_Task to complete:_ A faithful copy of the whole listing is the goal. Match it exactly.

★ ★ ★ ★

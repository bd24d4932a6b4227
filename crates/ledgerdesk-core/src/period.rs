//! Reporting periods
//!
//! Named periods are turned into inclusive date ranges before entries are
//! fetched. Resolution is a pure function of "today" so callers and tests can
//! pin the clock.

use chrono::{Datelike, Local, NaiveDate};
use serde::{Deserialize, Serialize};

use ledgerdesk_config::PeriodPreset;

/// Inclusive date range
#[derive(Debug, Clone, Copy, PartialEq, Eq, Serialize, Deserialize)]
pub struct DateRange {
    pub start: NaiveDate,
    pub end: NaiveDate,
}

impl DateRange {
    /// Build a range, swapping the bounds if given in reverse
    pub fn new(start: NaiveDate, end: NaiveDate) -> Self {
        if start <= end {
            Self { start, end }
        } else {
            Self { start: end, end: start }
        }
    }

    pub fn contains(&self, date: &NaiveDate) -> bool {
        *date >= self.start && *date <= self.end
    }
}

impl std::fmt::Display for DateRange {
    fn fmt(&self, f: &mut std::fmt::Formatter<'_>) -> std::fmt::Result {
        write!(f, "{} to {}", self.start, self.end)
    }
}

/// Period selected by the caller
#[derive(Debug, Clone, PartialEq)]
pub struct ReportPeriod {
    pub preset: PeriodPreset,
    /// Custom start date (when preset is Custom)
    pub custom_start: Option<NaiveDate>,
    /// Custom end date (when preset is Custom)
    pub custom_end: Option<NaiveDate>,
}

impl Default for ReportPeriod {
    fn default() -> Self {
        Self::new(PeriodPreset::CurrentMonth)
    }
}

impl ReportPeriod {
    pub fn new(preset: PeriodPreset) -> Self {
        Self {
            preset,
            custom_start: None,
            custom_end: None,
        }
    }

    pub fn custom(start: NaiveDate, end: NaiveDate) -> Self {
        Self {
            preset: PeriodPreset::Custom,
            custom_start: Some(start),
            custom_end: Some(end),
        }
    }

    /// Resolve against an explicit "today".
    ///
    /// Returns `None` only for a custom period missing one of its dates.
    pub fn resolve(&self, today: NaiveDate) -> Option<DateRange> {
        let year = today.year();
        match self.preset {
            PeriodPreset::CurrentMonth => {
                let start = first_of_month(year, today.month())?;
                Some(DateRange::new(start, last_of_month(year, today.month())?))
            }
            PeriodPreset::PreviousMonth => {
                let (y, m) = if today.month() == 1 {
                    (year - 1, 12)
                } else {
                    (year, today.month() - 1)
                };
                Some(DateRange::new(first_of_month(y, m)?, last_of_month(y, m)?))
            }
            PeriodPreset::CurrentQuarter => {
                let first_month = (today.month0() / 3) * 3 + 1;
                let last_month = first_month + 2;
                Some(DateRange::new(
                    first_of_month(year, first_month)?,
                    last_of_month(year, last_month)?,
                ))
            }
            PeriodPreset::YearToDate => Some(DateRange::new(NaiveDate::from_ymd_opt(year, 1, 1)?, today)),
            PeriodPreset::PreviousYear => Some(DateRange::new(
                NaiveDate::from_ymd_opt(year - 1, 1, 1)?,
                NaiveDate::from_ymd_opt(year - 1, 12, 31)?,
            )),
            PeriodPreset::Custom => match (self.custom_start, self.custom_end) {
                (Some(start), Some(end)) => Some(DateRange::new(start, end)),
                _ => None,
            },
        }
    }

    /// Resolve against the local clock
    pub fn resolve_today(&self) -> Option<DateRange> {
        self.resolve(Local::now().date_naive())
    }

    /// Human-readable description of the period
    pub fn description(&self) -> String {
        match self.preset {
            PeriodPreset::CurrentMonth => "Current Month".to_string(),
            PeriodPreset::PreviousMonth => "Previous Month".to_string(),
            PeriodPreset::CurrentQuarter => "Current Quarter".to_string(),
            PeriodPreset::YearToDate => "Year to Date".to_string(),
            PeriodPreset::PreviousYear => "Previous Year".to_string(),
            PeriodPreset::Custom => match (self.custom_start, self.custom_end) {
                (Some(start), Some(end)) => format!("{} to {}", start, end),
                _ => "Custom Range".to_string(),
            },
        }
    }
}

fn first_of_month(year: i32, month: u32) -> Option<NaiveDate> {
    NaiveDate::from_ymd_opt(year, month, 1)
}

fn last_of_month(year: i32, month: u32) -> Option<NaiveDate> {
    let (next_year, next_month) = if month == 12 { (year + 1, 1) } else { (year, month + 1) };
    NaiveDate::from_ymd_opt(next_year, next_month, 1)?.pred_opt()
}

★ ★ ★ ★

_Expected answer:_
repository bd24d4932a6b4227
filename crates/ledgerdesk-core/src/period.rs
//! Reporting periods
//!
//! Named periods are turned into inclusive date ranges before entries are
//! fetched. Resolution is a pure function of "today" so callers and tests can
//! pin the clock.

use chrono::{Datelike, Local, NaiveDate};
use serde::{Deserialize, Serialize};

use ledgerdesk_config::PeriodPreset;

/// Inclusive date range
#[derive(Debug, Clone, Copy, PartialEq, Eq, Serialize, Deserialize)]
pub struct DateRange {
    pub start: NaiveDate,
    pub end: NaiveDate,
}

impl DateRange {
    /// Build a range, swapping the bounds if given in reverse
    pub fn new(start: NaiveDate, end: NaiveDate) -> Self {
        if start <= end {
            Self { start, end }
        } else {
            Self { start: end, end: start }
        }
    }

    pub fn contains(&self, date: &NaiveDate) -> bool {
        *date >= self.start && *date <= self.end
    }
}

impl std::fmt::Display for DateRange {
    fn fmt(&self, f: &mut std::fmt::Formatter<'_>) -> std::fmt::Result {
        write!(f, "{} to {}", self.start, self.end)
    }
}

/// Period selected by the caller
#[derive(Debug, Clone, PartialEq)]
pub struct ReportPeriod {
    pub preset: PeriodPreset,
    /// Custom start date (when preset is Custom)
    pub custom_start: Option<NaiveDate>,
    /// Custom end date (when preset is Custom)
    pub custom_end: Option<NaiveDate>,
}

impl Default for ReportPeriod {
    fn default() -> Self {
        Self::new(PeriodPreset::CurrentMonth)
    }
}

impl ReportPeriod {
    pub fn new(preset: PeriodPreset) -> Self {
        Self {
            preset,
            custom_start: None,
            custom_end: None,
        }
    }

    pub fn custom(start: NaiveDate, end: NaiveDate) -> Self {
        Self {
            preset: PeriodPreset::Custom,
            custom_start: Some(start),
            custom_end: Some(end),
        }
    }

    /// Resolve against an explicit "today".
    ///
    /// Returns `None` only for a custom period missing one of its dates.
    pub fn resolve(&self, today: NaiveDate) -> Option<DateRange> {
        let year = today.year();
        match self.preset {
            PeriodPreset::CurrentMonth => {
                let start = first_of_month(year, today.month())?;
                Some(DateRange::new(start, last_of_month(year, today.month())?))
            }
            PeriodPreset::PreviousMonth => {
                let (y, m) = if today.month() == 1 {
                    (year - 1, 12)
                } else {
                    (year, today.month() - 1)
                };
                Some(DateRange::new(first_of_month(y, m)?, last_of_month(y, m)?))
            }
            PeriodPreset::CurrentQuarter => {
                let first_month = (today.month0() / 3) * 3 + 1;
                let last_month = first_month + 2;
                Some(DateRange::new(
                    first_of_month(year, first_month)?,
                    last_of_month(year, last_month)?,
                ))
            }
            PeriodPreset::YearToDate => Some(DateRange::new(NaiveDate::from_ymd_opt(year, 1, 1)?, today)),
            PeriodPreset::PreviousYear => Some(DateRange::new(
                NaiveDate::from_ymd_opt(year - 1, 1, 1)?,
                NaiveDate::from_ymd_opt(year - 1, 12, 31)?,
            )),
            PeriodPreset::Custom => match (self.custom_start, self.custom_end) {
                (Some(start), Some(end)) => Some(DateRange::new(start, end)),
                _ => None,
            },
        }
    }

    /// Resolve against the local clock
    pub fn resolve_today(&self) -> Option<DateRange> {
        self.resolve(Local::now().date_naive())
    }

    /// Human-readable description of the period
    pub fn description(&self) -> String {
        match self.preset {
            PeriodPreset::CurrentMonth => "Current Month".to_string(),
            PeriodPreset::PreviousMonth => "Previous Month".to_string(),
            PeriodPreset::CurrentQuarter => "Current Quarter".to_string(),
            PeriodPreset::YearToDate => "Year to Date".to_string(),
            PeriodPreset::PreviousYear => "Previous Year".to_string(),
            PeriodPreset::Custom => match (self.custom_start, self.custom_end) {
                (Some(start), Some(end)) => format!("{} to {}", start, end),
                _ => "Custom Range".to_string(),
            },
        }
    }
}

fn first_of_month(year: i32, month: u32) -> Option<NaiveDate> {
    NaiveDate::from_ymd_opt(year, month, 1)
}

fn last_of_month(year: i32, month: u32) -> Option<NaiveDate> {
    let (next_year, next_month) = if month == 12 { (year + 1, 1) } else { (year, month + 1) };
    NaiveDate::from_ymd_opt(next_year, next_month, 1)?.pred_opt()
}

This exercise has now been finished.